(Collected data entries)
>>>

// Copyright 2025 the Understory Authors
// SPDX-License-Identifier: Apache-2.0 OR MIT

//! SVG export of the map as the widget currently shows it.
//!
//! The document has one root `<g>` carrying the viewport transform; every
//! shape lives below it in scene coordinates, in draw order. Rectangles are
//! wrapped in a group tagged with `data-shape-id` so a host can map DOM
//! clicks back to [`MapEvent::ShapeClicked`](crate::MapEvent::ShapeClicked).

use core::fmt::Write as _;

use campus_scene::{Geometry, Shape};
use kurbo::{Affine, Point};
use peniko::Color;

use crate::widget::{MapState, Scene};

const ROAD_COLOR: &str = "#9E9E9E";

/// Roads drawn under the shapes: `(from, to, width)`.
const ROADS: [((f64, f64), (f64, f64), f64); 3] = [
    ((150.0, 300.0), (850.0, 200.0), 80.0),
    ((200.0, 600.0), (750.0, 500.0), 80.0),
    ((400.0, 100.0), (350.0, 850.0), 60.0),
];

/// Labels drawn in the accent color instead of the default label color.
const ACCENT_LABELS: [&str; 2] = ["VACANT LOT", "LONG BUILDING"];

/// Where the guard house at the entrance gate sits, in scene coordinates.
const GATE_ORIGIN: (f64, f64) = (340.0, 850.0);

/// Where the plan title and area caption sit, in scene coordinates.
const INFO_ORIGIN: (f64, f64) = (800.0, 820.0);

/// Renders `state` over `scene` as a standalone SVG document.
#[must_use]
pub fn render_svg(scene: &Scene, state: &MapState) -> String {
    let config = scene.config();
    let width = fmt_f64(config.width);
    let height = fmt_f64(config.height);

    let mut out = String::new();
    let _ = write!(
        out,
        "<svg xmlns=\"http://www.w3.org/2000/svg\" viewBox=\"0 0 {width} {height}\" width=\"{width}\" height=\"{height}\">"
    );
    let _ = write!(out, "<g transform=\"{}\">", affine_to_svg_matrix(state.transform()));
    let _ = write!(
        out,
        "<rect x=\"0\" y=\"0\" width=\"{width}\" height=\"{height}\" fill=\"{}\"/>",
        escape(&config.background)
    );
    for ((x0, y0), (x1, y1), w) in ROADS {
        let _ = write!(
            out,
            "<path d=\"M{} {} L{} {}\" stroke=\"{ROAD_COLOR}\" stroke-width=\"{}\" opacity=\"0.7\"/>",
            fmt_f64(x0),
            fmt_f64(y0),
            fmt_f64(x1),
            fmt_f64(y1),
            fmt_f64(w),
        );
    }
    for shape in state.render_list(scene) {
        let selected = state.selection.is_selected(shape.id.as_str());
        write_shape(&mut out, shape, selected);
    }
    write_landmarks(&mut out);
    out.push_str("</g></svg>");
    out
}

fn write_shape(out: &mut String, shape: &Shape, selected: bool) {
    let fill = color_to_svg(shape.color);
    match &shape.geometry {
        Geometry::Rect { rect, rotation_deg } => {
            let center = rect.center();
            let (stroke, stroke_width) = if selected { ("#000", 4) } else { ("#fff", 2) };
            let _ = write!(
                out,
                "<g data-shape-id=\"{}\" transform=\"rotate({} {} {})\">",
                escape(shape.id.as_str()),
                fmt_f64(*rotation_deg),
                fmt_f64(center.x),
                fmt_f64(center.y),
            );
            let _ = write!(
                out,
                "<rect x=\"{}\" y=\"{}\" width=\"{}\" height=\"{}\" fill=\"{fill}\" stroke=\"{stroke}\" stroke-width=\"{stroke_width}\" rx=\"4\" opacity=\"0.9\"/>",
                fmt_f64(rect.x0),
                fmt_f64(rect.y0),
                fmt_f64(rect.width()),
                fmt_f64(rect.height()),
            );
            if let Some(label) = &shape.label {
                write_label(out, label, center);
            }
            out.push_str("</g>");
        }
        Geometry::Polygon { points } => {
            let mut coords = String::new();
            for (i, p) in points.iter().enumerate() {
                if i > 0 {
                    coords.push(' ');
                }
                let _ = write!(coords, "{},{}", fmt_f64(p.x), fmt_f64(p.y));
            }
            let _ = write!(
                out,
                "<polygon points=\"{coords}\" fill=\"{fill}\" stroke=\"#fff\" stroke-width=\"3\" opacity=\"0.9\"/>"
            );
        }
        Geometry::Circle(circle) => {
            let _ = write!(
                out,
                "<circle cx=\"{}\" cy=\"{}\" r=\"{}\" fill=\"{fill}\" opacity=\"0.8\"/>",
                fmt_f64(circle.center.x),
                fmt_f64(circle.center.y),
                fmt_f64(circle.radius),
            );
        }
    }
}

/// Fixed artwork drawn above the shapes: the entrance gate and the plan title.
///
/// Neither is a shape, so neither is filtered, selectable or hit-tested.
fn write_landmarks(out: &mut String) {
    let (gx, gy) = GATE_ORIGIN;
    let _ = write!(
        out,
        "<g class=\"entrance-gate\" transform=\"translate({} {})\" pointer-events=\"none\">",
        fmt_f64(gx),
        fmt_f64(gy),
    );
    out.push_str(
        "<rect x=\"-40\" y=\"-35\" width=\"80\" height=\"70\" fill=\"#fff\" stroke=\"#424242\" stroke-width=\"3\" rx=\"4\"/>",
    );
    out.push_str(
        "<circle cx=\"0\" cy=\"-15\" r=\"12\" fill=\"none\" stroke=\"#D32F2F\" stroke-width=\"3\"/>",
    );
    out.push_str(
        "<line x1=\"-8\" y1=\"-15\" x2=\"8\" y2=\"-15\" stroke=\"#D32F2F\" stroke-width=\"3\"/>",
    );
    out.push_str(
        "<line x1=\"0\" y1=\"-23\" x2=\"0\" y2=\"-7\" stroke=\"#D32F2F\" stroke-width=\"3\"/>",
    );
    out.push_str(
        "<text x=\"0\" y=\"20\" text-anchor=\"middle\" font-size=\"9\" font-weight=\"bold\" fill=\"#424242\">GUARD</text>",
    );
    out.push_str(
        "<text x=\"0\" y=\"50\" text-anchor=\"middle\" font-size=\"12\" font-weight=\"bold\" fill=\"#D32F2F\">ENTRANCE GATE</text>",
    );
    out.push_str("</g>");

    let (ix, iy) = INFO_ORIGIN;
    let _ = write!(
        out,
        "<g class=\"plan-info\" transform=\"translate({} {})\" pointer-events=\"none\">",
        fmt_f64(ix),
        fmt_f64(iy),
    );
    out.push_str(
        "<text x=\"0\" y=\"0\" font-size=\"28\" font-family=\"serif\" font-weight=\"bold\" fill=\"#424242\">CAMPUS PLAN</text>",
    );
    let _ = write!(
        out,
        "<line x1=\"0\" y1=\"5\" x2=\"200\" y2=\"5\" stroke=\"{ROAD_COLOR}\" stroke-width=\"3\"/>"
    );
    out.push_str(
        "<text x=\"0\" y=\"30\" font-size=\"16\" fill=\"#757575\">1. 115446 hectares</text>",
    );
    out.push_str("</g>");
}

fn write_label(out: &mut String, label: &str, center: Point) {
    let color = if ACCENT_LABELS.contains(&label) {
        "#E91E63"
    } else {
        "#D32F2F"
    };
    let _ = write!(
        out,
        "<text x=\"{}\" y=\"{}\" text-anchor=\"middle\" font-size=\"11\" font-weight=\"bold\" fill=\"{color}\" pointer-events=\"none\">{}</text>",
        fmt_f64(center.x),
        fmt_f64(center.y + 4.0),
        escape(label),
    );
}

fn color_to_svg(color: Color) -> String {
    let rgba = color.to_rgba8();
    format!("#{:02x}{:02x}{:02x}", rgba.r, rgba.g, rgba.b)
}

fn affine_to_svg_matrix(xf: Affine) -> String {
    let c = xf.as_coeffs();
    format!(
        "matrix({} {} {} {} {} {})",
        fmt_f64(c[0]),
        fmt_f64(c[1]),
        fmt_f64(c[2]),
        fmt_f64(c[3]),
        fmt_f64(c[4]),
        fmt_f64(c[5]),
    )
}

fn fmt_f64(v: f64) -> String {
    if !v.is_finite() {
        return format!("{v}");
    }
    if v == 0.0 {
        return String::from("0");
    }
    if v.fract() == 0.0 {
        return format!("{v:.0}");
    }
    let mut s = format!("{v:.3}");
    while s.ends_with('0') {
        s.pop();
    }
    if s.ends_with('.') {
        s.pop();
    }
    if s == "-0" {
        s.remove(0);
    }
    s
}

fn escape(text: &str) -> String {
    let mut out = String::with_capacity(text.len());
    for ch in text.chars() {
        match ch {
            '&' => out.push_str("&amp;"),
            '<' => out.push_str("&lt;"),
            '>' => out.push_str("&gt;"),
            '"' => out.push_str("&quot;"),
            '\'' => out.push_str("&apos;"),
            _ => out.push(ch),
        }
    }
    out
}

<<<

§ **Directions for this task**: Look at each line above and note whether it holds the word "class". Report how many do, as the number only.

§ **Response to the exercise**: 2